◆ Task material:
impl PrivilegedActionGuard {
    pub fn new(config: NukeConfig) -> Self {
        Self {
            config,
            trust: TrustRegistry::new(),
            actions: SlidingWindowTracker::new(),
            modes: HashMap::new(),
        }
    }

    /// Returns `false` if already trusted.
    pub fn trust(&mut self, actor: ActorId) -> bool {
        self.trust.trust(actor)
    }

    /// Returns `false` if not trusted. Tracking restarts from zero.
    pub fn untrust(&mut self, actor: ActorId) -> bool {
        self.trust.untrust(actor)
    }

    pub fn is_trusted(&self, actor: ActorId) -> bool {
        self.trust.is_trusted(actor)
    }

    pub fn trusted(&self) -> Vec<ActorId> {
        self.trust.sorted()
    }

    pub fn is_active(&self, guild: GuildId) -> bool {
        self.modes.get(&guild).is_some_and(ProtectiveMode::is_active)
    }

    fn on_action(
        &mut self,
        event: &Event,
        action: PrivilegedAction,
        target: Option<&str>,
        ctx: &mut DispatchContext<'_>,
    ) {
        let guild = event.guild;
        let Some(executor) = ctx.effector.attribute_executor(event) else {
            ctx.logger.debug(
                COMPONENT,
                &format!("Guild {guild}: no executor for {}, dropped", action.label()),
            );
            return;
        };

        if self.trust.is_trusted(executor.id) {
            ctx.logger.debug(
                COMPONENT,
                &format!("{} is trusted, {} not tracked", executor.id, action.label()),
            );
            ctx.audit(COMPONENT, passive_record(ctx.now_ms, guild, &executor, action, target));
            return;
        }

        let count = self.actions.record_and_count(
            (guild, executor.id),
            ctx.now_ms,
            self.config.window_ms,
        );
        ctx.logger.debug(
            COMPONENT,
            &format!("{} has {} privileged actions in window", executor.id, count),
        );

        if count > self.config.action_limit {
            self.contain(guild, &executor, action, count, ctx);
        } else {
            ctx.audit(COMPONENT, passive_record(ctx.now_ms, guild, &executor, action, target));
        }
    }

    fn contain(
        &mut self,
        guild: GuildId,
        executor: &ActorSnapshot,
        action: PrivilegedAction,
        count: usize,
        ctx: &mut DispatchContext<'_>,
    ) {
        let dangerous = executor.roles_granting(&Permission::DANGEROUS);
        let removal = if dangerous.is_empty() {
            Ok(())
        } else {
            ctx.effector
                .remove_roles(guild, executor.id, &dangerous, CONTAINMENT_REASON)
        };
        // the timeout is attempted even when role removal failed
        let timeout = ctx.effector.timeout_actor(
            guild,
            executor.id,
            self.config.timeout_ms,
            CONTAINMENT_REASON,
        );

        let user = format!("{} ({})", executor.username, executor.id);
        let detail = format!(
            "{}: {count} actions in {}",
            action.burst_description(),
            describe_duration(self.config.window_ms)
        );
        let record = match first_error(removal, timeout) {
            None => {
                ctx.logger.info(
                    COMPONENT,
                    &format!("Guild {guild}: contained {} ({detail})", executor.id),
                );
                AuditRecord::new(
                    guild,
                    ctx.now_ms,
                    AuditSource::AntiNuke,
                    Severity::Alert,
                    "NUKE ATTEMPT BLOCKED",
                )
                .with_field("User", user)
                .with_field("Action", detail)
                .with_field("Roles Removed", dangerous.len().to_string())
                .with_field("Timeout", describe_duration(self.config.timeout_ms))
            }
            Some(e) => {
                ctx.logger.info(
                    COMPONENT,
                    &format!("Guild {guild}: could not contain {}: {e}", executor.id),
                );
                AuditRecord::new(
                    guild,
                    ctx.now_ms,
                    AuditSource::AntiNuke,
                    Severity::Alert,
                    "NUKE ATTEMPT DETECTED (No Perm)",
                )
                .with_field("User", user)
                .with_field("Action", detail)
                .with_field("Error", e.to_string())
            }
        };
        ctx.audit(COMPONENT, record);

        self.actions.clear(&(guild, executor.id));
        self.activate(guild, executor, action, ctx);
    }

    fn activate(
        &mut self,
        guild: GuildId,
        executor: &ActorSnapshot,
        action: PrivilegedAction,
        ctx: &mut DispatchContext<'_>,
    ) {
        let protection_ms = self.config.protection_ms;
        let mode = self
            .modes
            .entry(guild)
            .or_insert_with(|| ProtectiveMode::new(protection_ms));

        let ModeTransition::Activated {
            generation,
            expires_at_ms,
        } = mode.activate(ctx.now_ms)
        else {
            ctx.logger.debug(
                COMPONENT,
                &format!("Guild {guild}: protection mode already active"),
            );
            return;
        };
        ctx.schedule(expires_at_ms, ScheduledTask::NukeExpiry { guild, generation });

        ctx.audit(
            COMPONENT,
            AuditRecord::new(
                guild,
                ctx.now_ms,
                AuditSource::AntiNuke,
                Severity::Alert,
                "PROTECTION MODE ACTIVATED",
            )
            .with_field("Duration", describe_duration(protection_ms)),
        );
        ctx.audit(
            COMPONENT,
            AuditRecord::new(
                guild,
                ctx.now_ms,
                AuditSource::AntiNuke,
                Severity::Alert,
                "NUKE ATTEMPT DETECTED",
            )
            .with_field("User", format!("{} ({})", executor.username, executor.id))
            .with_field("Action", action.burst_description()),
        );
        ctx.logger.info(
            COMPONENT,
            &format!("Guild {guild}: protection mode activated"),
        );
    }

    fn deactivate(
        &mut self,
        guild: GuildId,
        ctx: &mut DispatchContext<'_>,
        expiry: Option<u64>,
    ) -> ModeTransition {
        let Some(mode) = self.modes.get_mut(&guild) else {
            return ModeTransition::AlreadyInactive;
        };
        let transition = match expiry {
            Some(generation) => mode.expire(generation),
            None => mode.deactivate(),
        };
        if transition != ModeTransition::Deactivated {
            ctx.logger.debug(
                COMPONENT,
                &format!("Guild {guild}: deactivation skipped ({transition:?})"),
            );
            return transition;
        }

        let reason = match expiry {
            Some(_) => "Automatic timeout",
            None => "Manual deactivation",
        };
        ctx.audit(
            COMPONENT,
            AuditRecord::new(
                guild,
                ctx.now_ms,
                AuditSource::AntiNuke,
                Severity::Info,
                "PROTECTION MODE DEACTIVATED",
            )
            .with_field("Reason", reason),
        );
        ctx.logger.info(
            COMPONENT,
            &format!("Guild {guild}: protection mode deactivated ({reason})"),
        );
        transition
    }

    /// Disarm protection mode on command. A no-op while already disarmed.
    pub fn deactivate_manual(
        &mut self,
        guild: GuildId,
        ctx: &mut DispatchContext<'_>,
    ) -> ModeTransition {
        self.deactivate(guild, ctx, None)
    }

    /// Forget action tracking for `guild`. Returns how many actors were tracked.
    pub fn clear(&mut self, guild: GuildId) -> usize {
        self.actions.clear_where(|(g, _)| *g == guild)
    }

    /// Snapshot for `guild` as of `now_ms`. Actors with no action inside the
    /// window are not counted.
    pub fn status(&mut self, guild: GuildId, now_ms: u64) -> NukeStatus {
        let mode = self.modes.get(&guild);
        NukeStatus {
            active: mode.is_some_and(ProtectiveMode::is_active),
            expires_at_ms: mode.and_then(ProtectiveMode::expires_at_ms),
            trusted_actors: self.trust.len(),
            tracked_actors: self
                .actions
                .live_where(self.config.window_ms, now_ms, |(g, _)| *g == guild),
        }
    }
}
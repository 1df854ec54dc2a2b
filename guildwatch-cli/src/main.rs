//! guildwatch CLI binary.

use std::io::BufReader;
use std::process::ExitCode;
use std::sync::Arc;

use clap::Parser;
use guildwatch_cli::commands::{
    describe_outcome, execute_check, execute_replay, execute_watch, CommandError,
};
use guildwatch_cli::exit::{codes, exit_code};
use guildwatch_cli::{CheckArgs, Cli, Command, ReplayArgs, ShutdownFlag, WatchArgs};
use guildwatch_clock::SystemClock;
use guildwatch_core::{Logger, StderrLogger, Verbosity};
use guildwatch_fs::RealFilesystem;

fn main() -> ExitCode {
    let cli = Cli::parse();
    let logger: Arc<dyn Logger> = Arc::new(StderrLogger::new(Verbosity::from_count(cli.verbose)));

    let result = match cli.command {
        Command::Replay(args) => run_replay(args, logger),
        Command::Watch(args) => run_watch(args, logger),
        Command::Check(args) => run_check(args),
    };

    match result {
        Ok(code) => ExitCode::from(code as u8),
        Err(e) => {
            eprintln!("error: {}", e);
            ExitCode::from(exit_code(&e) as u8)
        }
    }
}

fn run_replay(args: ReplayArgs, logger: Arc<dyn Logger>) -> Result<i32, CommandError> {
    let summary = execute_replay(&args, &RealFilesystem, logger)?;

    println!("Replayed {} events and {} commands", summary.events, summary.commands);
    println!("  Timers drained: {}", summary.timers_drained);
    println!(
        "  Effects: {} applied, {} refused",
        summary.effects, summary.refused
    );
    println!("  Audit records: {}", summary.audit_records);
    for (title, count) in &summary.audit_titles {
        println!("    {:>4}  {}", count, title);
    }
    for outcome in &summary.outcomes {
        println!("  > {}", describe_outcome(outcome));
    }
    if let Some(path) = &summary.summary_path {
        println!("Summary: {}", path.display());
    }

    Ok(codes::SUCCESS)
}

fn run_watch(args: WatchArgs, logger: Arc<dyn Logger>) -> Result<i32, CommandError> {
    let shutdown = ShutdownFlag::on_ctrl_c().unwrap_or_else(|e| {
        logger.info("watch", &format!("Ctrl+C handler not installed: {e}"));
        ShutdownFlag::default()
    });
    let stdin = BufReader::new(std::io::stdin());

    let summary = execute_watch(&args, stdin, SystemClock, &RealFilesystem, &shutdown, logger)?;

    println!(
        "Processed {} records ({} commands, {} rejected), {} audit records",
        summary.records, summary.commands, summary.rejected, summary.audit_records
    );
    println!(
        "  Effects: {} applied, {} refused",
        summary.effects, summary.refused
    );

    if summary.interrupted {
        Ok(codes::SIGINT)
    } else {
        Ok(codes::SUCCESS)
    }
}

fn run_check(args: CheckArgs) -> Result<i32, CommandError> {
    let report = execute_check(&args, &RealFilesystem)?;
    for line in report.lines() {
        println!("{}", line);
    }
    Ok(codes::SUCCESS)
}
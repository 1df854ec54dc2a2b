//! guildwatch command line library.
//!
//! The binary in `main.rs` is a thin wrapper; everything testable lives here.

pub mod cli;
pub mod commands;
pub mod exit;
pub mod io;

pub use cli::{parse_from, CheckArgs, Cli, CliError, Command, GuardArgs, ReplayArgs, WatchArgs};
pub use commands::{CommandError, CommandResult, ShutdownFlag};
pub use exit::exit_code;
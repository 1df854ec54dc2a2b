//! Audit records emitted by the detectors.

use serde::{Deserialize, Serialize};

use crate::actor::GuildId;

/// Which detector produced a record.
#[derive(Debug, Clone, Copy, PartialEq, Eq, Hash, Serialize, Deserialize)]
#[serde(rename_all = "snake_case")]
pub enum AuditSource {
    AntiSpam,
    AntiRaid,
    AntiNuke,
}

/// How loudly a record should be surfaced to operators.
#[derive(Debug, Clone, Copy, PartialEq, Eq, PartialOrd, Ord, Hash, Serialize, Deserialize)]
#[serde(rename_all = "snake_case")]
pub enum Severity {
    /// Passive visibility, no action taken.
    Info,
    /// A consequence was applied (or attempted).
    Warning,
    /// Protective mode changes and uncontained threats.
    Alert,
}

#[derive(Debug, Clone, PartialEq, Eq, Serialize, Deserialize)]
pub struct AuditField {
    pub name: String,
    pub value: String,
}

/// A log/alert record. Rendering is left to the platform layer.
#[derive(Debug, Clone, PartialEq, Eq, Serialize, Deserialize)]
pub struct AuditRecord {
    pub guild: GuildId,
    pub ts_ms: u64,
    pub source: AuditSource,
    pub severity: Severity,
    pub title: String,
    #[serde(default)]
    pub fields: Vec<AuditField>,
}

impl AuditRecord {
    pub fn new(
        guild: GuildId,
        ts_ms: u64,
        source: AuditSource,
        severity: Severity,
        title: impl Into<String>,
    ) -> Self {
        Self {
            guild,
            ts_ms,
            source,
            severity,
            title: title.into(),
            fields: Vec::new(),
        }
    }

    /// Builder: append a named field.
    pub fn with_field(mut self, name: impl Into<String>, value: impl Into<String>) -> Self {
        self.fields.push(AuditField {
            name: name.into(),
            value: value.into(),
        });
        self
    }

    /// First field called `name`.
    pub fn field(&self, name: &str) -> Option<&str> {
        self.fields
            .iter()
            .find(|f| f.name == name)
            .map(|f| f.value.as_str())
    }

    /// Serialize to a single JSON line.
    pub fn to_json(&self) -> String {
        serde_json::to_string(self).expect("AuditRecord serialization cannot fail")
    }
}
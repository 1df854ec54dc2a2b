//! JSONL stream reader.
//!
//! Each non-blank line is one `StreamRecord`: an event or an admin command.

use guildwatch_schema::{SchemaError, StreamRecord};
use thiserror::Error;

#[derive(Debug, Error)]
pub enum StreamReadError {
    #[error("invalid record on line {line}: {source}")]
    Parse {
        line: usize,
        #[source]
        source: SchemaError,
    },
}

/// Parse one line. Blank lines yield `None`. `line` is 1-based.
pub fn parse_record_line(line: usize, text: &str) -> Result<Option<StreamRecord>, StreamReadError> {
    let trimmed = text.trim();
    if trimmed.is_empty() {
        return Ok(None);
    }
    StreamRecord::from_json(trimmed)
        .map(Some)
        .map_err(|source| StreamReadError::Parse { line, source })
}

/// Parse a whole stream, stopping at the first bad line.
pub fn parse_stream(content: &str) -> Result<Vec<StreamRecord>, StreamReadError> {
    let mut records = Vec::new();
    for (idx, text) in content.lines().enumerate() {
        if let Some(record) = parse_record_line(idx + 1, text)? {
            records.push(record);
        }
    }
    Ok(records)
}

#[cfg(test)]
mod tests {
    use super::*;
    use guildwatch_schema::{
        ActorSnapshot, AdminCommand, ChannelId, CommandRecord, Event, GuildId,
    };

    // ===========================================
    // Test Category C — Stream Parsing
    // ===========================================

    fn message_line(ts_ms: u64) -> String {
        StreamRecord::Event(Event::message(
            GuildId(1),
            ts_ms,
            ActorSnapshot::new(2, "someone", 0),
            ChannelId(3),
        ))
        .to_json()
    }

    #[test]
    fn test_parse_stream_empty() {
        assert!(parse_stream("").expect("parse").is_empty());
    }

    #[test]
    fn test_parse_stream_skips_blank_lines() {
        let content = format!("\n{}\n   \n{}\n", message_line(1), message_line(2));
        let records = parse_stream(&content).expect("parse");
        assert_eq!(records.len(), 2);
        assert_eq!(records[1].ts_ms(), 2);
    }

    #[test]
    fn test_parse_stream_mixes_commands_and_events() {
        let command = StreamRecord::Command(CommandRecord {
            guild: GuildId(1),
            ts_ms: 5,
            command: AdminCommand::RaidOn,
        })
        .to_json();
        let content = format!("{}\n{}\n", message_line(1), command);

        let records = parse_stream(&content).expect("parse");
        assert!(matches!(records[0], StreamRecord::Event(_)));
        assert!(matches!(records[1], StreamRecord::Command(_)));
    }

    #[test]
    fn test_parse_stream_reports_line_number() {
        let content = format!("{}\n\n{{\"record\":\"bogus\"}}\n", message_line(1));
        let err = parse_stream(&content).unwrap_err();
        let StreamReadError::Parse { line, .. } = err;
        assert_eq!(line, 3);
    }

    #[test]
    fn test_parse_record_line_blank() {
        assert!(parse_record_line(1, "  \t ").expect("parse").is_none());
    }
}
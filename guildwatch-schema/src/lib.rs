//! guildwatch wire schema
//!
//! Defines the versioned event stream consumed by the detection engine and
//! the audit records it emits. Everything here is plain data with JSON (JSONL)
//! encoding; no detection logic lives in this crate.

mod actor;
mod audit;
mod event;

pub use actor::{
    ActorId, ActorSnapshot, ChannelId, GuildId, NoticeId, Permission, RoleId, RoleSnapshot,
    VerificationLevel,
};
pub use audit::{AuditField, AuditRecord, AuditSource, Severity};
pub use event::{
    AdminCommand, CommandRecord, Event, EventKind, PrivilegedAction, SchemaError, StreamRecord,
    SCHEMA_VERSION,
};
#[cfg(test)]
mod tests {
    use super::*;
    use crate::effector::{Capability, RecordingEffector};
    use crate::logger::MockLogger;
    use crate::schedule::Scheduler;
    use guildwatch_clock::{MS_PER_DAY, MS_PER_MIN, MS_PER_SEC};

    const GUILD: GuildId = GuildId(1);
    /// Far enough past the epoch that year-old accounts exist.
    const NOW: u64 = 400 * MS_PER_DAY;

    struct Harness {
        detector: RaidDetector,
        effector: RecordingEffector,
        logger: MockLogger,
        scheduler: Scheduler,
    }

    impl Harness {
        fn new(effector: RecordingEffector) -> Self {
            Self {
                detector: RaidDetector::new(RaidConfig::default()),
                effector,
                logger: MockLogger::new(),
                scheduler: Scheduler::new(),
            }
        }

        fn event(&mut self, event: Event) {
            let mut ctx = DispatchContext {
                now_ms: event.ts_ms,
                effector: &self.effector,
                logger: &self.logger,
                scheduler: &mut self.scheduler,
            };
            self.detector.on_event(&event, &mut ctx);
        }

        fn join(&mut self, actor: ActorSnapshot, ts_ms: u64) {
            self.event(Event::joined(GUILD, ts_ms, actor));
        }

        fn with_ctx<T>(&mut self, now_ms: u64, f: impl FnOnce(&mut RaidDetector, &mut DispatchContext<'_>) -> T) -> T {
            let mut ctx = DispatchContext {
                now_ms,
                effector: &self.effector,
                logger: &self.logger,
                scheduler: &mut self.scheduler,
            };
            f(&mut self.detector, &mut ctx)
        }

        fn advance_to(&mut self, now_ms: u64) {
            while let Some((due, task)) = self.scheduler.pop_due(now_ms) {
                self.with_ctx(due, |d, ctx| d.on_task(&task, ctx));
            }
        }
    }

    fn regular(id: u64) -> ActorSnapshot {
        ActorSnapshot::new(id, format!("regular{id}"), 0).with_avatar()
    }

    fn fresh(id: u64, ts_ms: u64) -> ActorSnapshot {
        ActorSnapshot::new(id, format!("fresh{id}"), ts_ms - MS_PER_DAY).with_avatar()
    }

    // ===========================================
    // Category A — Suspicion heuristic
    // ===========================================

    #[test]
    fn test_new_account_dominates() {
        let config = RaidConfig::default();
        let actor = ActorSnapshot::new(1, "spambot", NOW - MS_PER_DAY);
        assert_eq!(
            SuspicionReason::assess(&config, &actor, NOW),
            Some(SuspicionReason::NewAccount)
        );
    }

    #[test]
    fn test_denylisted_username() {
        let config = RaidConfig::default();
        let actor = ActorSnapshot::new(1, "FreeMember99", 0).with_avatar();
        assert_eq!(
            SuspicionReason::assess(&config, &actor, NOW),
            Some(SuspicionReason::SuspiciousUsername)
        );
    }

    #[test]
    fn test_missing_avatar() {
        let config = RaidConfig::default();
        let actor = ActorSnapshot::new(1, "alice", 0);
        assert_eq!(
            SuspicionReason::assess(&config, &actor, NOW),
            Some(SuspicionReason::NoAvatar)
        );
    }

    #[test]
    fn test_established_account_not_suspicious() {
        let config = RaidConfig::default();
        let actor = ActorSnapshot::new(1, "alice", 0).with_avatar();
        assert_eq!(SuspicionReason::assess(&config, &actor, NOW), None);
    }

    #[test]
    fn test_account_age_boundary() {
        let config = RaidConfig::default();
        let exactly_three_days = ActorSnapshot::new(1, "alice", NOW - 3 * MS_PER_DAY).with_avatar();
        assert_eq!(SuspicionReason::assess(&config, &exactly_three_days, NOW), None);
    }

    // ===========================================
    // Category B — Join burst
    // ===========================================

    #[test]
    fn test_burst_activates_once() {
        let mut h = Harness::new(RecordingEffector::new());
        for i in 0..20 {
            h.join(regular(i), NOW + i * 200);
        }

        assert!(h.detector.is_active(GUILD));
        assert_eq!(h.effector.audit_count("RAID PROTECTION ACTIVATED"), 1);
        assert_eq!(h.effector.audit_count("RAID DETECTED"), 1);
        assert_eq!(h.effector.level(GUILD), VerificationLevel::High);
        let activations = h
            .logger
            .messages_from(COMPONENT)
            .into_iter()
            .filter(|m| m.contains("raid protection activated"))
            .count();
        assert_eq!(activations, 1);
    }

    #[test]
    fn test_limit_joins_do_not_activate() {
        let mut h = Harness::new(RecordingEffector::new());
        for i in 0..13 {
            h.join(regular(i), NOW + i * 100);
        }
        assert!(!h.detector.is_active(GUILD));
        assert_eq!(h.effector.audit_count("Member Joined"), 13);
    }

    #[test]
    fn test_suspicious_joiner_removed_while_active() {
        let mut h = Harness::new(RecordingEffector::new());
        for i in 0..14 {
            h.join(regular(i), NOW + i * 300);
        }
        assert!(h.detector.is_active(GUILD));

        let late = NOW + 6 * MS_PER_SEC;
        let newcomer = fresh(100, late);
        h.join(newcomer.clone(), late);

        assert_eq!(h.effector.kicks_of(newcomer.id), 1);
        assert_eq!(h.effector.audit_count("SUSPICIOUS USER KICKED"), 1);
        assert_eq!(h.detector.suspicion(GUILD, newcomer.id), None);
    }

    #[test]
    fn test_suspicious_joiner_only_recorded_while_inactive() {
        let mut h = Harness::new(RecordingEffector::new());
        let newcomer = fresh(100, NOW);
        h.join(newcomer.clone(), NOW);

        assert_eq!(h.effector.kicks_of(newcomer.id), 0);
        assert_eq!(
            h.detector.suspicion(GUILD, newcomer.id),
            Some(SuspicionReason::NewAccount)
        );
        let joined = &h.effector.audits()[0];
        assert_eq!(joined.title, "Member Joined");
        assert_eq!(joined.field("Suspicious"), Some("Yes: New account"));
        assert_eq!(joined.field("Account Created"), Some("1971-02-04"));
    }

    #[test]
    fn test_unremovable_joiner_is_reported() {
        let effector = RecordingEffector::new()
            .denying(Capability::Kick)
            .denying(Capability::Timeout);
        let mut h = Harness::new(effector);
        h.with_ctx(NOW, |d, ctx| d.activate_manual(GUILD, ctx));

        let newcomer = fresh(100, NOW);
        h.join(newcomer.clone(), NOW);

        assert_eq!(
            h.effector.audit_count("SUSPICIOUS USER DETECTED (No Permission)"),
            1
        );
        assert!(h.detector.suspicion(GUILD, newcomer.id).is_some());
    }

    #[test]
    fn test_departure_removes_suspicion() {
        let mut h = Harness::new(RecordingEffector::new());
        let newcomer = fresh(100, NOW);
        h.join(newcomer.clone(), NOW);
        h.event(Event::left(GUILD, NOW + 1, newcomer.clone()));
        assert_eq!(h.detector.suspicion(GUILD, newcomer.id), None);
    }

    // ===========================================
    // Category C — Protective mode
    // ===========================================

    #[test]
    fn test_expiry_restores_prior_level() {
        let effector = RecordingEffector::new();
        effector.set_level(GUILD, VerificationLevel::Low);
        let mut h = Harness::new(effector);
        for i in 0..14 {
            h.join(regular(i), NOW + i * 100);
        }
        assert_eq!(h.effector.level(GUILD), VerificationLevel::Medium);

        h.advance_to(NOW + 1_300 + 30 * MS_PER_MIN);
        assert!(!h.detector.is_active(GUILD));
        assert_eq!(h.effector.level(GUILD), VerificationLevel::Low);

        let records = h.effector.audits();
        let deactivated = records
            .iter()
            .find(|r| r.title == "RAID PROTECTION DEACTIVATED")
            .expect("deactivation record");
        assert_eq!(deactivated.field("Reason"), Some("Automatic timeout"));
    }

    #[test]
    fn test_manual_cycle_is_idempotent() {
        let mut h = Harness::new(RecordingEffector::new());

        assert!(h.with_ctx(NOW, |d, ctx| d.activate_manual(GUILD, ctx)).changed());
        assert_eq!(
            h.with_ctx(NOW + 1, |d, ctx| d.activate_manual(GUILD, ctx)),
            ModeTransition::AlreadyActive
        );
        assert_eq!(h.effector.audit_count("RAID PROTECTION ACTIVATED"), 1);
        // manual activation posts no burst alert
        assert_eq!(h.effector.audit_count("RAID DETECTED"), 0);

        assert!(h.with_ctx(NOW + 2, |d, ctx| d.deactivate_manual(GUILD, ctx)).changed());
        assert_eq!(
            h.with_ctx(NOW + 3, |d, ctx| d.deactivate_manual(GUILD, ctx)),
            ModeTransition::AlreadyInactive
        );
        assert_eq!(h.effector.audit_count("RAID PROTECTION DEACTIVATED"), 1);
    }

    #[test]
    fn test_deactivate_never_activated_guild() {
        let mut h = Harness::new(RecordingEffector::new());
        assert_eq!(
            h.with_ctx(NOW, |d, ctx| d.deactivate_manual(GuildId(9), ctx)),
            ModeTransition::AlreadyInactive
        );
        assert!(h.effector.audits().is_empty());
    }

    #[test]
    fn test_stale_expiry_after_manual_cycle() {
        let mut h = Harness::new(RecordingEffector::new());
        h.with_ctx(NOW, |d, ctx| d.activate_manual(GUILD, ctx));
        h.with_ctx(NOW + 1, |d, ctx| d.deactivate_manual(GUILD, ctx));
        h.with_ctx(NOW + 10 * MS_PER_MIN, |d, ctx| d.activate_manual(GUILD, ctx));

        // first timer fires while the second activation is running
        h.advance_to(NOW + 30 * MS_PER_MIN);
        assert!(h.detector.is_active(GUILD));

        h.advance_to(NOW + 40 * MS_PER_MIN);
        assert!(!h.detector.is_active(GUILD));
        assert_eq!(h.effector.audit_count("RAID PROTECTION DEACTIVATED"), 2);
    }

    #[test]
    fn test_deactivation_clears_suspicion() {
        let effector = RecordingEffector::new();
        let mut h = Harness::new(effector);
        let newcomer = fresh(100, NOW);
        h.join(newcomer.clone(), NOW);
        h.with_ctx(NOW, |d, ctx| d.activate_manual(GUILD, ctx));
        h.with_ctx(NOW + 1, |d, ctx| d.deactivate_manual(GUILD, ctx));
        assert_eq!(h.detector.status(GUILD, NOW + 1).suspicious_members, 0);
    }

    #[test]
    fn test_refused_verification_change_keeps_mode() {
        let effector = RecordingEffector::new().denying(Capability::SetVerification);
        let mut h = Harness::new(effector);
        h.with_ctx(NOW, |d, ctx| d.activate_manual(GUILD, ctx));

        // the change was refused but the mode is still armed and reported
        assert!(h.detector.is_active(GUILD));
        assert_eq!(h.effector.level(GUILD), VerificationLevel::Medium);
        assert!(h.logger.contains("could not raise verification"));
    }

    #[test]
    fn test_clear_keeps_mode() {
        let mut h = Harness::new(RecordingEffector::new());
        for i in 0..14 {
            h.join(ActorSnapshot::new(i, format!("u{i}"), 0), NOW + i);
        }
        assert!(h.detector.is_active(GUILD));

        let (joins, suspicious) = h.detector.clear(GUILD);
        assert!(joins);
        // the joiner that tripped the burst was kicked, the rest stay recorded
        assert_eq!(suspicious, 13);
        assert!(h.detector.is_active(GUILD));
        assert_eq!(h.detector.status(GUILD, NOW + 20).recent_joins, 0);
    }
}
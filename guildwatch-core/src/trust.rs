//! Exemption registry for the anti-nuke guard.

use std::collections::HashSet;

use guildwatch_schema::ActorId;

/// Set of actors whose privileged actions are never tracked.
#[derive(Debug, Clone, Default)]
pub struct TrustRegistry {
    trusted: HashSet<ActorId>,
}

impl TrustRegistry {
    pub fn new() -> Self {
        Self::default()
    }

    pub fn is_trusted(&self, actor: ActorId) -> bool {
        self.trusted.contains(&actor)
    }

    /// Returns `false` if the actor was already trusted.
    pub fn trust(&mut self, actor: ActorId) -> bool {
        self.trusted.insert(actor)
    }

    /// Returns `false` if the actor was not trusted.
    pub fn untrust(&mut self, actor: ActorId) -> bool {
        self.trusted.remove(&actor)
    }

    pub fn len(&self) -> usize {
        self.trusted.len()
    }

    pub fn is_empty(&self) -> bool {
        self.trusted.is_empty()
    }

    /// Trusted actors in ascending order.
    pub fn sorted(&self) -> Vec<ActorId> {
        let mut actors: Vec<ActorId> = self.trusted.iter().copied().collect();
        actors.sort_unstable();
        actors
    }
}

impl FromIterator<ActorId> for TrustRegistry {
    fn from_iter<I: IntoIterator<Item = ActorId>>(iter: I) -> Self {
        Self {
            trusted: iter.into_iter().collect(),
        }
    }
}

◆ About this exercise: Nothing past the line containing "let guild = event.guild;" should be restated; transcribe the material exactly from its first line through that line.

◆ Solution for this task:
impl PrivilegedActionGuard {
    pub fn new(config: NukeConfig) -> Self {
        Self {
            config,
            trust: TrustRegistry::new(),
            actions: SlidingWindowTracker::new(),
            modes: HashMap::new(),
        }
    }

    /// Returns `false` if already trusted.
    pub fn trust(&mut self, actor: ActorId) -> bool {
        self.trust.trust(actor)
    }

    /// Returns `false` if not trusted. Tracking restarts from zero.
    pub fn untrust(&mut self, actor: ActorId) -> bool {
        self.trust.untrust(actor)
    }

    pub fn is_trusted(&self, actor: ActorId) -> bool {
        self.trust.is_trusted(actor)
    }

    pub fn trusted(&self) -> Vec<ActorId> {
        self.trust.sorted()
    }

    pub fn is_active(&self, guild: GuildId) -> bool {
        self.modes.get(&guild).is_some_and(ProtectiveMode::is_active)
    }

    fn on_action(
        &mut self,
        event: &Event,
        action: PrivilegedAction,
        target: Option<&str>,
        ctx: &mut DispatchContext<'_>,
    ) {
        let guild = event.guild;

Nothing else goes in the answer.